2010 IEEE Computer Society Conference on Computer Vision and Pattern Recognition (2010)
San Francisco, CA, USA
June 13, 2010 to June 18, 2010
Marc'Aurelio Ranzato , Department of Computer Science - University of Toronto, 10 King's College Road, Toronto, Canada
Geoffrey E. Hinton , Department of Computer Science - University of Toronto, 10 King's College Road, Toronto, Canada
Learning a generative model of natural images is a useful way of extracting features that capture interesting regularities. Previous work on learning such models has focused on methods in which the latent features are used to determine the mean and variance of each pixel independently, or on methods in which the hidden units determine the covariance matrix of a zero-mean Gaussian distribution. In this work, we propose a probabilistic model that combines these two approaches into a single framework. We represent each image using one set of binary latent features that model the image-specific covariance and a separate set that model the mean.

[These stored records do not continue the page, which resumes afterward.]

use crate::error::{PanoError, PanoResult};

/// Canonical dimensions every input image is normalized to before compositing.
#[derive(Clone, Copy, Debug, PartialEq, Eq, serde::Serialize, serde::Deserialize)]
pub struct Canvas {
    pub width: u32,
    pub height: u32,
}

/// The background-art size this tool was built around.
pub const DEFAULT_CANVAS: Canvas = Canvas {
    width: 960,
    height: 640,
};

impl Canvas {
    pub fn new(width: u32, height: u32) -> PanoResult<Self> {
        let canvas = Self { width, height };
        canvas.validate()?;
        Ok(canvas)
    }

    pub fn validate(&self) -> PanoResult<()> {
        if self.width == 0 || self.height == 0 {
            return Err(PanoError::invalid_configuration(
                "canvas width/height must be > 0",
            ));
        }
        Ok(())
    }
}

/// Straight (non-premultiplied) RGBA8 raster, row-major, tightly packed.
///
/// Straight alpha is deliberate: the output must reproduce input pixels
/// byte-for-byte outside the junction strips, and a premultiply round trip
/// would not.
#[derive(Clone, Debug, PartialEq, Eq)]
pub struct Frame {
    pub width: u32,
    pub height: u32,
    pub data: Vec<u8>,
}

impl Frame {
    /// Fully transparent frame of the given size.
    pub fn transparent(width: u32, height: u32) -> Self {
        Self {
            width,
            height,
            data: vec![0u8; width as usize * height as usize * 4],
        }
    }

    pub fn from_rgba8(width: u32, height: u32, data: Vec<u8>) -> PanoResult<Self> {
        let expected = width as usize * height as usize * 4;
        if data.len() != expected {
            return Err(PanoError::dimension_mismatch(format!(
                "rgba8 buffer is {} bytes, expected {expected} for {width}x{height}",
                data.len()
            )));
        }
        Ok(Self {
            width,
            height,
            data,
        })
    }

    pub fn size_matches(&self, canvas: Canvas) -> bool {
        self.width == canvas.width && self.height == canvas.height
    }

    pub fn pixel(&self, x: u32, y: u32) -> [u8; 4] {
        let i = self.byte_offset(x, y);
        [
            self.data[i],
            self.data[i + 1],
            self.data[i + 2],
            self.data[i + 3],
        ]
    }

    fn byte_offset(&self, x: u32, y: u32) -> usize {
        (y as usize * self.width as usize + x as usize) * 4
    }

    fn ensure_well_formed(&self) -> PanoResult<()> {
        let expected = self.width as usize * self.height as usize * 4;
        if self.data.len() != expected {
            return Err(PanoError::dimension_mismatch(format!(
                "frame buffer is {} bytes, expected {expected} for {}x{}",
                self.data.len(),
                self.width,
                self.height
            )));
        }
        Ok(())
    }

    /// Copy out the full-height strip covering columns `[x, x + count)`.
    pub fn column_strip(&self, x: u32, count: u32) -> PanoResult<Frame> {
        self.ensure_well_formed()?;
        if x.checked_add(count).is_none_or(|end| end > self.width) {
            return Err(PanoError::dimension_mismatch(format!(
                "column strip [{x}, {x}+{count}) exceeds frame width {}",
                self.width
            )));
        }

        let mut strip = Frame::transparent(count, self.height);
        strip.paste_columns(0, self, x, count)?;
        Ok(strip)
    }

    /// Copy `count` columns from `src` (starting at `src_x`) into this frame
    /// starting at `dst_x`. Heights must agree exactly.
    pub fn paste_columns(
        &mut self,
        dst_x: u32,
        src: &Frame,
        src_x: u32,
        count: u32,
    ) -> PanoResult<()> {
        self.ensure_well_formed()?;
        src.ensure_well_formed()?;
        if src.height != self.height {
            return Err(PanoError::dimension_mismatch(format!(
                "paste source height {} does not match destination height {}",
                src.height, self.height
            )));
        }
        if src_x.checked_add(count).is_none_or(|end| end > src.width) {
            return Err(PanoError::dimension_mismatch(format!(
                "paste source columns [{src_x}, {src_x}+{count}) exceed source width {}",
                src.width
            )));
        }
        if dst_x.checked_add(count).is_none_or(|end| end > self.width) {
            return Err(PanoError::dimension_mismatch(format!(
                "paste destination columns [{dst_x}, {dst_x}+{count}) exceed frame width {}",
                self.width
            )));
        }

        if count == 0 {
            return Ok(());
        }

        let span = count as usize * 4;
        for y in 0..self.height {
            let s = src.byte_offset(src_x, y);
            let d = self.byte_offset(dst_x, y);
            self.data[d..d + span].copy_from_slice(&src.data[s..s + span]);
        }
        Ok(())
    }
}

#[cfg(test)]
mod tests {
    use super::*;

    fn numbered_frame(width: u32, height: u32) -> Frame {
        let mut data = Vec::with_capacity(width as usize * height as usize * 4);
        for y in 0..height {
            for x in 0..width {
                data.extend_from_slice(&[x as u8, y as u8, (x + y) as u8, 255]);
            }
        }
        Frame::from_rgba8(width, height, data).unwrap()
    }

    #[test]
    fn canvas_rejects_zero_dimensions() {
        assert!(Canvas::new(0, 640).is_err());
        assert!(Canvas::new(960, 0).is_err());
        assert_eq!(Canvas::new(960, 640).unwrap(), DEFAULT_CANVAS);
    }

    #[test]
    fn from_rgba8_rejects_wrong_length() {
        assert!(Frame::from_rgba8(2, 2, vec![0u8; 15]).is_err());
        assert!(Frame::from_rgba8(2, 2, vec![0u8; 16]).is_ok());
    }

    #[test]
    fn transparent_frame_is_all_zero() {
        let f = Frame::transparent(3, 2);
        assert_eq!(f.data.len(), 24);
        assert!(f.data.iter().all(|&b| b == 0));
    }

    #[test]
    fn column_strip_roundtrips_through_paste() {
        let src = numbered_frame(6, 3);
        let strip = src.column_strip(2, 3).unwrap();
        assert_eq!(strip.width, 3);
        assert_eq!(strip.height, 3);
        assert_eq!(strip.pixel(0, 1), src.pixel(2, 1));

        let mut dst = Frame::transparent(6, 3);
        dst.paste_columns(1, &strip, 0, 3).unwrap();
        assert_eq!(dst.pixel(1, 2), src.pixel(2, 2));
        assert_eq!(dst.pixel(3, 0), src.pixel(4, 0));
        assert_eq!(dst.pixel(0, 0), [0, 0, 0, 0]);
        assert_eq!(dst.pixel(4, 0), [0, 0, 0, 0]);
    }

    #[test]
    fn paste_columns_rejects_out_of_bounds() {
        let src = numbered_frame(4, 2);
        let mut dst = Frame::transparent(4, 2);
        assert!(dst.paste_columns(2, &src, 0, 3).is_err());
        assert!(dst.paste_columns(0, &src, 3, 2).is_err());

        let tall = numbered_frame(4, 3);
        assert!(dst.paste_columns(0, &tall, 0, 1).is_err());
    }

    #[test]
    fn paste_zero_columns_is_a_noop() {
        let src = numbered_frame(4, 2);
        let mut dst = Frame::transparent(4, 2);
        dst.paste_columns(0, &src, 0, 0).unwrap();
        assert!(dst.data.iter().all(|&b| b == 0));
    }
}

We show that this approach provides a probabilistic framework for the widely used simple-cell complex-cell architecture, it produces very realistic samples of natural images and it extracts features that yield state-of-the-art recognition accuracy on the challenging CIFAR 10 dataset.
G. E. Hinton and M. Ranzato, "Modeling pixel means and covariances using factorized third-order boltzmann machines," 2010 IEEE Computer Society Conference on Computer Vision and Pattern Recognition(CVPR), San Francisco, CA, USA, 2010, pp. 2551-2558.